TASK REQUIREMENTS
Some lines of the records below include the word "struct". Report how many, and write nothing besides the number.
>>>
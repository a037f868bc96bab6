//! Depth-capable camera source core.
//!
//! One [`DepthCamera`] owns the device connection, the stream state machine
//! and the per-tick frame harvest. All mutation funnels through a single
//! mutex; deferred work (init, rebuild, property batch) is recorded in
//! [`PendingOps`] and consumed once per [`DepthCamera::tick`] in a fixed
//! order, so a freshly opened device is always reconfigured before frames
//! are read and property changes land before the frame that reflects them.

pub mod catalog;
pub mod metadata;
pub mod properties;
pub mod registry;

use std::sync::{Mutex, MutexGuard};

use tracing::{debug, error, info, warn};

use crate::camera::catalog::{
    color_stream_configs, depth_stream_configs, StreamConfig, StreamKind,
};
use crate::camera::metadata::{FrameSize, Intrinsics, StreamMeta, TickMetadata, TickOutput};
use crate::camera::properties::{PropKey, Property, PropertyStore, StereoPreset};
use crate::camera::registry::DeviceRegistry;
use crate::pipeline::graph::{PipelineGraph, PipelineSession, CONTROL_QUEUE, OUTPUT_QUEUE_DEPTH};
use crate::transport::{
    ControlCommand, DeviceDescriptor, ExposureCommand, FocusCommand, Frame, LinkSpeed,
    SensorSocket, Transport, TransportDevice, WhiteBalanceCommand,
};
use crate::NodeState;

/// Display name used when calibration storage has no board name.
pub const GENERIC_DEVICE_NAME: &str = "Depth Camera";

/// Option index meaning "Off" in the white balance mode list.
const WB_MODE_OFF: i32 = 0;
/// Option index meaning "Off" (manual) in the focus mode list.
const FOCUS_MODE_OFF: i32 = 0;

/// Catalog tiers selected when a persisted record carries no index.
const DEFAULT_COLOR_TIER: usize = 2;
const DEFAULT_DEPTH_TIER: usize = 2;

/// Snapshot of the authoritative pipeline state machine.
#[derive(Debug, Clone, Copy, Default, PartialEq, Eq)]
pub struct PipelineState {
    pub initialized: bool,
    pub color_streaming: bool,
    pub depth_streaming: bool,
    pub color_enabled: bool,
    pub depth_enabled: bool,
    pub has_color: bool,
    pub has_depth: bool,
    pub needs_reconfigure: bool,
    pub pending_properties: bool,
}

/// Deferred operations, consumed once per tick in declaration order.
#[derive(Debug, Clone, Copy, Default, PartialEq, Eq)]
struct PendingOps {
    init: Option<usize>,
    reconfigure: bool,
    apply_props: bool,
}

struct Inner<D> {
    registry: DeviceRegistry,
    device: Option<D>,
    session: Option<PipelineSession>,
    descriptor: Option<DeviceDescriptor>,
    device_name: String,
    active_index: usize,
    pending: PendingOps,
    initialized: bool,
    has_color: bool,
    has_depth: bool,
    color_enabled: bool,
    depth_enabled: bool,
    color_streaming: bool,
    depth_streaming: bool,
    color_configs: Vec<StreamConfig>,
    depth_configs: Vec<StreamConfig>,
    color_props: PropertyStore,
    depth_props: PropertyStore,
    active_color: Option<StreamConfig>,
    active_depth: Option<StreamConfig>,
    color_intrinsics: Option<Intrinsics>,
    depth_intrinsics: Option<Intrinsics>,
}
<<<
EXERCISE RESPONSE
3